Pemanfaatan mangrove untuk ekowisata sejalan dengan pergeseran minat
wisatawan dari old tourism menjadi new tourism yang mengelola dan mencari
daerah tujuan ekowisata yang spesifik, alami, dan memiliki keanekaragaman
hayati. Hutan mangrove sebagai suatu ekosistem mempunyai potensi keindahan
alam dan lingkungan berupa komponen penyusun ekosistem yang terdiri dari
vegetasi, biota atau organisme asosiasi, satwa liar, dan lingkungan sekitarnya
(Wijayanti, 2011).
Model ekowisata tersebut menunjukkan bahwa kegiatan ekowisata
mengintregasikan kegiatan pariwisata, konservasi, dan pemberdayaan masyarakat
lokal, sehingga masyarakat setempat dapat ikut serta menikmati keuntungan dari
kegiatan wisata tersebut melalui pengembangan potensi-potensi lokal yang dimiliki.
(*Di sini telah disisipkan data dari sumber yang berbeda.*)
#[cfg(test)]
mod tests {
    use super::*;

    #[test]
    fn test_parse_offer_and_candidate() {
        let offer = r#"{"type":"OFFER","src":"mallu_user_4","dst":"mallu_user_9",
            "payload":{"sdp":{"type":"offer","sdp":"v=0\r\n"},"type":"media",
            "connectionId":"mc_abc","metadata":null}}"#;
        assert_eq!(
            parse_rendezvous(offer),
            Some(Rendezvous::Offer {
                src: "mallu_user_4".into(),
                connection_id: "mc_abc".into(),
                sdp: "v=0\r\n".into(),
            })
        );

        let candidate = r#"{"type":"CANDIDATE","src":"mallu_user_4",
            "payload":{"candidate":{"candidate":"candidate:1 1 udp 2122260223 10.0.0.2 5000 typ host",
            "sdpMid":"0","sdpMLineIndex":0},"type":"media","connectionId":"mc_abc"}}"#;
        match parse_rendezvous(candidate) {
            Some(Rendezvous::Candidate {
                connection_id,
                candidate,
                ..
            }) => {
                assert_eq!(connection_id, "mc_abc");
                assert_eq!(candidate.sdp_mid.as_deref(), Some("0"));
                assert_eq!(candidate.sdp_mline_index, Some(0));
            }
            other => panic!("unexpected: {:?}", other),
        }
    }

    #[test]
    fn test_parse_control_messages() {
        assert_eq!(parse_rendezvous(r#"{"type":"OPEN"}"#), Some(Rendezvous::Open));
        assert_eq!(
            parse_rendezvous(r#"{"type":"ID-TAKEN","payload":{"msg":"taken"}}"#),
            Some(Rendezvous::IdTaken)
        );
        assert_eq!(
            parse_rendezvous(r#"{"type":"EXPIRE","src":"mallu_user_2"}"#),
            Some(Rendezvous::Expire { src: "mallu_user_2".into() })
        );
        assert_eq!(
            parse_rendezvous(r#"{"type":"ERROR","payload":{"msg":"Invalid key"}}"#),
            Some(Rendezvous::ServerError("Invalid key".into()))
        );
        // Data-channel offers are not ours to answer.
        assert_eq!(
            parse_rendezvous(r#"{"type":"OFFER","src":"a","payload":{"type":"data","connectionId":"dc_1","sdp":{"sdp":"x"}}}"#),
            None
        );
        assert_eq!(parse_rendezvous(r#"{"type":"HEARTBEAT"}"#), None);
    }

    #[test]
    fn test_outgoing_envelopes() {
        let offer = serde_json::to_value(Envelope::offer("mallu_user_9", "mc_x", "v=0")).unwrap();
        assert_eq!(offer["type"], "OFFER");
        assert_eq!(offer["dst"], "mallu_user_9");
        assert_eq!(offer["payload"]["sdp"]["type"], "offer");
        assert_eq!(offer["payload"]["connectionId"], "mc_x");
        assert!(offer.get("src").is_none());

        let heartbeat = serde_json::to_string(&Envelope::heartbeat()).unwrap();
        assert_eq!(heartbeat, r#"{"type":"HEARTBEAT"}"#);
    }

    #[test]
    fn test_connection_ids() {
        let a = new_connection_id();
        let b = new_connection_id();
        assert!(a.starts_with("mc_"));
        assert_eq!(a.len(), 15);
        assert_ne!(a, b);
    }
}
//! Mallu Core Library
//!
//! Client side of the Mallu chat screen: REST transport, live message
//! stream, peer-to-peer voice calls and the session that ties them together.

pub mod auth;
pub mod call;
pub mod chat;
pub mod error;
pub mod media;
pub mod models;
pub mod peer;
pub mod ringtone;
pub mod session;
pub mod signaling;
pub mod stream;
pub mod transport;

#[cfg(test)]
mod testing;

use std::time::Duration;

pub use auth::{CredentialStore, Credentials, LoginRedirect, SessionContext};
pub use call::{CallMachine, CallPhase, CallSignal, CallView};
pub use chat::{ChatViewModel, Notice, NoticeLevel, TypingThrottle};
pub use error::{Error, Result};
pub use models::*;
pub use session::{ChatSession, SessionCommand, SessionDeps, SessionHandle, Snapshot};
pub use transport::{ApiClient, ChatApi};

/// Rendezvous server used to exchange call offers between peers.
#[derive(Clone, Debug)]
pub struct RendezvousConfig {
    pub host: String,
    pub port: u16,
    pub secure: bool,
    pub path: String,
    pub key: String,
}

impl Default for RendezvousConfig {
    fn default() -> Self {
        Self {
            host: "0.peerjs.com".to_string(),
            port: 443,
            secure: true,
            path: "/".to_string(),
            key: "peerjs".to_string(),
        }
    }
}

impl RendezvousConfig {
    pub fn socket_url(&self, peer_id: &str, token: &str) -> String {
        let scheme = if self.secure { "wss" } else { "ws" };
        let path = if self.path.ends_with('/') {
            self.path.clone()
        } else {
            format!("{}/", self.path)
        };
        format!(
            "{}://{}:{}{}peerjs?key={}&id={}&token={}&version=1.5.4",
            scheme, self.host, self.port, path, self.key, peer_id, token
        )
    }
}

/// Client configuration
#[derive(Clone, Debug)]
pub struct ClientConfig {
    /// REST root, e.g. `https://api.example.com/api`.
    pub api_base_url: String,
    /// Push stream endpoint; derived from `api_base_url` when unset.
    pub stream_url: Option<String>,
    pub rendezvous: RendezvousConfig,
    pub ice_servers: Vec<String>,
    /// Prefix of the stable peer address every user registers under.
    pub peer_prefix: String,
    pub poll_interval: Duration,
    pub typing_interval: Duration,
    pub request_timeout: Duration,
}

impl Default for ClientConfig {
    fn default() -> Self {
        Self {
            api_base_url: "http://localhost:8000/api".to_string(),
            stream_url: None,
            rendezvous: RendezvousConfig::default(),
            ice_servers: vec!["stun:stun.l.google.com:19302".to_string()],
            peer_prefix: "mallu_user_".to_string(),
            poll_interval: Duration::from_secs(1),
            typing_interval: Duration::from_secs(2),
            request_timeout: Duration::from_secs(30),
        }
    }
}

impl ClientConfig {
    pub fn new(api_base_url: &str) -> Self {
        Self {
            api_base_url: api_base_url.trim_end_matches('/').to_string(),
            ..Default::default()
        }
    }

    pub fn api_url(&self, path: &str) -> String {
        format!(
            "{}/{}",
            self.api_base_url.trim_end_matches('/'),
            path.trim_start_matches('/')
        )
    }

    /// Scheme and host of the API, without the `/api` suffix. Media files are
    /// served from here.
    pub fn api_origin(&self) -> String {
        let base = self.api_base_url.trim_end_matches('/');
        base.strip_suffix("/api").unwrap_or(base).to_string()
    }

    pub fn stream_url(&self) -> Result<url::Url> {
        if let Some(ref explicit) = self.stream_url {
            return Ok(url::Url::parse(explicit)?);
        }
        let mut url = url::Url::parse(&self.api_origin())?;
        let scheme = if url.scheme() == "https" { "wss" } else { "ws" };
        url.set_scheme(scheme)
            .map_err(|_| Error::WebSocket(format!("cannot derive stream URL from {}", url)))?;
        url.set_path("/ws/chat/");
        Ok(url)
    }

    pub fn peer_address(&self, user_id: UserId) -> String {
        format!("{}{}", self.peer_prefix, user_id)
    }
}
impl Default for AudioConstraints {
    fn default() -> Self {
        Self {
            echo_cancellation: true,
            noise_suppression: true,
            auto_gain_control: true,
        }
    }
}

// ============================================================================
// Local stream
// ============================================================================

/// Something that holds an input or output device open until dropped.
pub type DeviceGuard = Box<dyn Send>;

pub struct AudioTrack {
    id: String,
    enabled: AtomicBool,
    live: AtomicBool,
    capture: Option<SampleQueue>,
    device: Mutex<Option<DeviceGuard>>,
}

impl AudioTrack {
    /// Track fed from `capture`; `device` is released by [`AudioTrack::stop`].
    pub fn new(
        id: impl Into<String>,
        capture: Option<SampleQueue>,
        device: Option<DeviceGuard>,
    ) -> Self {
        Self {
            id: id.into(),
            enabled: AtomicBool::new(true),
            live: AtomicBool::new(true),
            capture,
            device: Mutex::new(device),
        }
    }

    /// A live track that only ever yields silence.
    pub fn silent(id: impl Into<String>) -> Self {
        Self::new(id, None, None)
    }

    pub fn id(&self) -> &str {
        &self.id
    }

    pub fn is_enabled(&self) -> bool {
        self.enabled.load(Ordering::SeqCst)
    }

    pub fn set_enabled(&self, enabled: bool) {
        self.enabled.store(enabled, Ordering::SeqCst);
    }

    pub fn is_live(&self) -> bool {
        self.live.load(Ordering::SeqCst)
    }

    /// Ends the track and releases the capture device right away.
    pub fn stop(&self) {
        if self.live.swap(false, Ordering::SeqCst) {
            tracing::debug!("Stopping track {}", self.id);
        }
        self.device.lock().take();
    }

    /// Next 20 ms of captured audio. Muted or ended tracks yield silence.
    pub fn next_frame(&self) -> Vec<i16> {
        let mut frame = vec![0i16; FRAME_SAMPLES];
        if !self.is_enabled() || !self.is_live() {
            return frame;
        }
        if let Some(capture) = &self.capture {
            let mut queue = capture.lock();
            for sample in frame.iter_mut() {
                match queue.pop_front() {
                    Some(v) => *sample = v,
                    None => break,
                }
            }
        }
        frame
    }
}

/// Microphone capture owned by the active call.
#[derive(Clone)]
pub struct LocalStream {
    tracks: Vec<Arc<AudioTrack>>,
}

impl LocalStream {
    pub fn new(tracks: Vec<AudioTrack>) -> Self {
        Self {
            tracks: tracks.into_iter().map(Arc::new).collect(),
        }
    }

    pub fn tracks(&self) -> &[Arc<AudioTrack>] {
        &self.tracks
    }

    pub fn audio_track(&self) -> Option<&Arc<AudioTrack>> {
        self.tracks.first()
    }

    pub fn set_enabled(&self, enabled: bool) {
        for track in &self.tracks {
            track.set_enabled(enabled);
        }
    }

    pub fn stop_all(&self) {
        for track in &self.tracks {
            track.stop();
        }
    }

    pub fn is_live(&self) -> bool {
        self.tracks.iter().any(|t| t.is_live())
    }
}

// ============================================================================
// Remote stream
// ============================================================================

/// Decoded audio arriving from the remote peer.
#[derive(Clone)]
pub struct RemoteStream {
    id: String,
    queue: SampleQueue,
}

impl RemoteStream {
    pub fn new(id: impl Into<String>) -> Self {
        Self {
            id: id.into(),
            queue: Arc::new(Mutex::new(VecDeque::new())),
        }
    }

    pub fn id(&self) -> &str {
        &self.id
    }

    pub fn push_samples(&self, samples: &[i16]) {
        let mut queue = self.queue.lock();
        queue.extend(samples.iter().copied());
        while queue.len() > MAX_BUFFERED {
            queue.pop_front();
        }
    }

    pub fn pop_sample(&self) -> Option<i16> {
        self.queue.lock().pop_front()
    }

    pub fn buffered(&self) -> usize {
        self.queue.lock().len()
    }
}

impl std::fmt::Debug for RemoteStream {
    fn fmt(&self, f: &mut std::fmt::Formatter<'_>) -> std::fmt::Result {
        f.debug_struct("RemoteStream").field("id", &self.id).finish_non_exhaustive()
    }
}

// ============================================================================
// Devices
// ============================================================================

/// Keeps a sound playing; dropping it stops the output.
pub struct PlaybackHandle {
    _guard: Box<dyn Send>,
}

impl PlaybackHandle {
    pub fn new(guard: impl Send + 'static) -> Self {
        Self {
            _guard: Box::new(guard),
        }
    }
}

#[async_trait]
pub trait MediaDevices: Send + Sync {
    async fn acquire_microphone(&self, constraints: &AudioConstraints) -> Result<LocalStream>;
}

pub trait AudioOutput: Send + Sync {
    /// Routes remote audio to the speaker. Fails with
    /// [`crate::Error::PlaybackBlocked`] when output is refused.
    fn play_remote(&self, stream: &RemoteStream) -> Result<PlaybackHandle>;

    fn open_tone(&self, tone: ToneSource) -> Result<PlaybackHandle>;
}

/// Silent microphone and a speaker that discards everything.
#[derive(Debug, Default, Clone, Copy)]
pub struct NullDevices;

#[async_trait]
impl MediaDevices for NullDevices {
    async fn acquire_microphone(&self, _constraints: &AudioConstraints) -> Result<LocalStream> {
        Ok(LocalStream::new(vec![AudioTrack::silent(format!(
            "null-mic-{}",
            rand::random::<u32>()
        ))]))
    }
}

impl AudioOutput for NullDevices {
    fn play_remote(&self, stream: &RemoteStream) -> Result<PlaybackHandle> {
        tracing::debug!("Discarding remote audio of {}", stream.id());
        Ok(PlaybackHandle::new(()))
    }

    fn open_tone(&self, _tone: ToneSource) -> Result<PlaybackHandle> {
        Ok(PlaybackHandle::new(()))
    }
}

/// Waits on a device thread's answer. On a multi-thread runtime the worker
/// hands its other tasks off first.
#[cfg(any(feature = "audio", test))]
fn wait_ready<T>(
    rx: &std::sync::mpsc::Receiver<T>,
) -> std::result::Result<T, std::sync::mpsc::RecvError> {
    use tokio::runtime::{Handle, RuntimeFlavor};

    let on_worker =
        Handle::try_current().is_ok_and(|h| h.runtime_flavor() == RuntimeFlavor::MultiThread);
    if on_worker {
        tokio::task::block_in_place(|| rx.recv())
    } else {
        rx.recv()
    }
}

#[cfg(feature = "audio")]
pub use system::SystemAudio;

#[cfg(feature = "audio")]
mod system {
    use super::*;
    use crate::error::Error;
    use crate::ringtone::TONE_SAMPLE_RATE;
    use cpal::traits::{DeviceTrait, HostTrait, StreamTrait};
    use std::sync::mpsc;
    use std::time::Duration;

    /// Default input and output devices of the host.
    #[derive(Debug, Default, Clone, Copy)]
    pub struct SystemAudio;

    #[async_trait]
    impl MediaDevices for SystemAudio {
        async fn acquire_microphone(&self, constraints: &AudioConstraints) -> Result<LocalStream> {
            tracing::info!(
                "Opening microphone (aec={}, ns={}, agc={})",
                constraints.echo_cancellation,
                constraints.noise_suppression,
                constraints.auto_gain_control
            );
            let capture: SampleQueue = Arc::new(Mutex::new(VecDeque::new()));
            let (ready_tx, ready_rx) = tokio::sync::oneshot::channel();
            let (stop_tx, stop_rx) = mpsc::channel::<()>();

            let queue = capture.clone();
            std::thread::Builder::new()
                .name("mic-capture".into())
                .spawn(move || match open_input(queue) {
                    Ok(stream) => {
                        let _ = ready_tx.send(Ok(()));
                        let _ = stop_rx.recv();
                        drop(stream);
                    }
                    Err(e) => {
                        let _ = ready_tx.send(Err(e));
                    }
                })?;

            match ready_rx.await {
                Ok(Ok(())) => {
                    let guard: DeviceGuard = Box::new(stop_tx);
                    Ok(LocalStream::new(vec![AudioTrack::new(
                        "default-mic",
                        Some(capture),
                        Some(guard),
                    )]))
                }
                Ok(Err(e)) => Err(Error::Media(e)),
                Err(_) => Err(Error::Media("capture thread exited".into())),
            }
        }
    }

    impl AudioOutput for SystemAudio {
        fn play_remote(&self, stream: &RemoteStream) -> Result<PlaybackHandle> {
            let source = RemoteSource(stream.clone());
            spawn_sink("remote-playback", source)
        }

        fn open_tone(&self, tone: ToneSource) -> Result<PlaybackHandle> {
            spawn_sink("ringtone", ToneSamples(tone))
        }
    }

    fn open_input(queue: SampleQueue) -> std::result::Result<cpal::Stream, String> {
        let host = cpal::default_host();
        let device = host
            .default_input_device()
            .ok_or_else(|| "no input audio device available".to_string())?;
        let cfg = device
            .default_input_config()
            .map_err(|e| format!("input config error: {e}"))?;
        let channels = cfg.channels() as usize;
        let mut down = Downsampler::new(cfg.sample_rate().0, queue);

        let stream = match cfg.sample_format() {
            cpal::SampleFormat::I16 => device.build_input_stream(
                &cfg.config(),
                move |data: &[i16], _| down.push_interleaved(data, channels, |s| s),
                |e| tracing::warn!("Capture error: {}", e),
                None,
            ),
            cpal::SampleFormat::U16 => device.build_input_stream(
                &cfg.config(),
                move |data: &[u16], _| {
                    down.push_interleaved(data, channels, |s| (s as i32 - 32_768) as i16)
                },
                |e| tracing::warn!("Capture error: {}", e),
                None,
            ),
            cpal::SampleFormat::F32 => device.build_input_stream(
                &cfg.config(),
                move |data: &[f32], _| {
                    down.push_interleaved(data, channels, |s| {
                        (s.clamp(-1.0, 1.0) * i16::MAX as f32) as i16
                    })
                },
                |e| tracing::warn!("Capture error: {}", e),
                None,
            ),
            other => return Err(format!("unsupported input sample format: {other:?}")),
        }
        .map_err(|e| format!("build input stream failed: {e}"))?;

        stream
            .play()
            .map_err(|e| format!("start input stream failed: {e}"))?;
        Ok(stream)
    }

    /// Mixes interleaved device audio to mono and decimates it to 8 kHz.
    struct Downsampler {
        step: f64,
        pos: f64,
        queue: SampleQueue,
    }

    impl Downsampler {
        fn new(device_rate: u32, queue: SampleQueue) -> Self {
            Self {
                step: device_rate as f64 / SAMPLE_RATE as f64,
                pos: 0.0,
                queue,
            }
        }

        fn push_interleaved<T: Copy>(
            &mut self,
            data: &[T],
            channels: usize,
            to_i16: impl Fn(T) -> i16,
        ) {
            let mut queue = self.queue.lock();
            for frame in data.chunks(channels.max(1)) {
                self.pos += 1.0;
                if self.pos < self.step {
                    continue;
                }
                self.pos -= self.step;
                let sum: i32 = frame.iter().map(|s| to_i16(*s) as i32).sum();
                queue.push_back((sum / frame.len() as i32) as i16);
            }
            while queue.len() > MAX_BUFFERED {
                queue.pop_front();
            }
        }
    }

    fn spawn_sink<S>(name: &str, source: S) -> Result<PlaybackHandle>
    where
        S: rodio::Source + Send + 'static,
        S::Item: rodio::Sample + Send,
    {
        let (ready_tx, ready_rx) = mpsc::sync_channel(1);
        let (stop_tx, stop_rx) = mpsc::channel::<()>();

        std::thread::Builder::new()
            .name(name.to_string())
            .spawn(move || {
                let opened = rodio::OutputStream::try_default()
                    .map_err(|e| e.to_string())
                    .and_then(|(stream, handle)| {
                        rodio::Sink::try_new(&handle)
                            .map(|sink| (stream, sink))
                            .map_err(|e| e.to_string())
                    });
                match opened {
                    Ok((_stream, sink)) => {
                        sink.append(source);
                        let _ = ready_tx.send(Ok(()));
                        let _ = stop_rx.recv();
                        sink.stop();
                    }
                    Err(e) => {
                        let _ = ready_tx.send(Err(e));
                    }
                }
            })?;

        match wait_ready(&ready_rx) {
            Ok(Ok(())) => Ok(PlaybackHandle::new(stop_tx)),
            Ok(Err(e)) => Err(Error::PlaybackBlocked(e)),
            Err(_) => Err(Error::PlaybackBlocked(format!("{} thread exited", name))),
        }
    }

    struct RemoteSource(RemoteStream);

    impl Iterator for RemoteSource {
        type Item = i16;

        fn next(&mut self) -> Option<i16> {
            Some(self.0.pop_sample().unwrap_or(0))
        }
    }

    impl rodio::Source for RemoteSource {
        fn current_frame_len(&self) -> Option<usize> {
            None
        }

        fn channels(&self) -> u16 {
            1
        }

        fn sample_rate(&self) -> u32 {
            SAMPLE_RATE
        }

        fn total_duration(&self) -> Option<Duration> {
            None
        }
    }

    struct ToneSamples(ToneSource);

    impl Iterator for ToneSamples {
        type Item = f32;

        fn next(&mut self) -> Option<f32> {
            self.0.next()
        }
    }

    impl rodio::Source for ToneSamples {
        fn current_frame_len(&self) -> Option<usize> {
            None
        }

        fn channels(&self) -> u16 {
            1
        }

        fn sample_rate(&self) -> u32 {
            TONE_SAMPLE_RATE
        }

        fn total_duration(&self) -> Option<Duration> {
            None
        }
    }
}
Selanjutnya melalui penyelenggaraan kegiatan ekowisata diwilayah pesisir,
keberadaan hutan mangrove sebagai salah satu ekosistem pesisir yang penting,
dilindungi sekaligus dikembangkan sebagai atraksi wisata dengan berbagai
kegiatan yang menarik. Di Sumatera Utara, pemanfaatan hutan mangrove untuk
ekowisata, salah satunya telah dilakukan di Desa Lubuk Kertang, Kecamatan
Berandan Barat, Kabupaten Langkat. Menurut Bakosutarnal (2011), kawasan
ekosistem hutan mangrove di pesisir Lubuk Kertang memiliki luas mencapai
638,47 Ha. Masih dijumpai permasalahan pencurian kayu untuk bahan baku
pembuatan arang dan konversi hutan menjadi perkebunan sawit. Untuk mengatasi
permasalahan tersebut, masyarakat Lubuk Kertang membentuk kawasan ekowisata
mangrove secara swadaya yang dikelola oleh Kelompok Tani Bakau Mas. Kawasan
hutan mangrove Desa Lubuk Kertang memiliki tingkat keanekaragaman hayati
yang tinggi, sehingga perlu dijaga kelestariannya.
Kawasan ekosistem mangrove di pesisir Lubuk Kertang perlu diidentifikasi
potensinya guna menerapkan strategi pengembangan ekowisata yang tepat. Adapun
dua faktor yang diidentifikasi meliputi faktor sosial dan biologi dimana kajian
strategi pengembangan ekowisata mangrove tersebut diperoleh dengan
menggunakan data observasi langsung (primer) dan data sekunder kemudian data
tersebut dikaji dengan menganalisis potensi ekosistem mangrove, serta kesesuaian
dan daya dukung ekosistem mangrove dan terakhir dengan menggunakan analisis
SWOT (Strengths, Weaknesses, Opportunities, Threats)terhadap kegiatan
ekowisata ini. Berdasarkan hasil identifikasi yang diperoleh, maka dapat disusun
suatu strategi pengembangan untuk pengelolaan ekowisata mangrove secara lestari.
Tujuan Penelitian
Adapun tujuan penelitian yang dilakukan yakni sebagai berikut :
1. Mengidentifikasi kondisi kawasan ekosistem mangrove Lubuk Kertang sebagai
kawasan ekowisata.
2. Mengidentifikasi potensi wisata kawasan ekosistem mangrove dari nilai daya
dukung kawasan dan indeks nilai kesesuaian ekosistem mangrove di Desa
Lubuk Kertang.
3. Merumuskan strategi yang tepat untuk pengembangan ekowisata mangrove
berbasis partisipasi mayarakat pengelola ekowisata mangrove.
Manfaat Penelitian
Adapun manfaat dari penelitian ini adalah :
1. Dapat memberikan informasi dan masukan bagi pengambil keputusan dalam
mengelola ekowisata mangrove.
2. Memperkaya kajian pengembangan ekowisata di Sumatera Utara.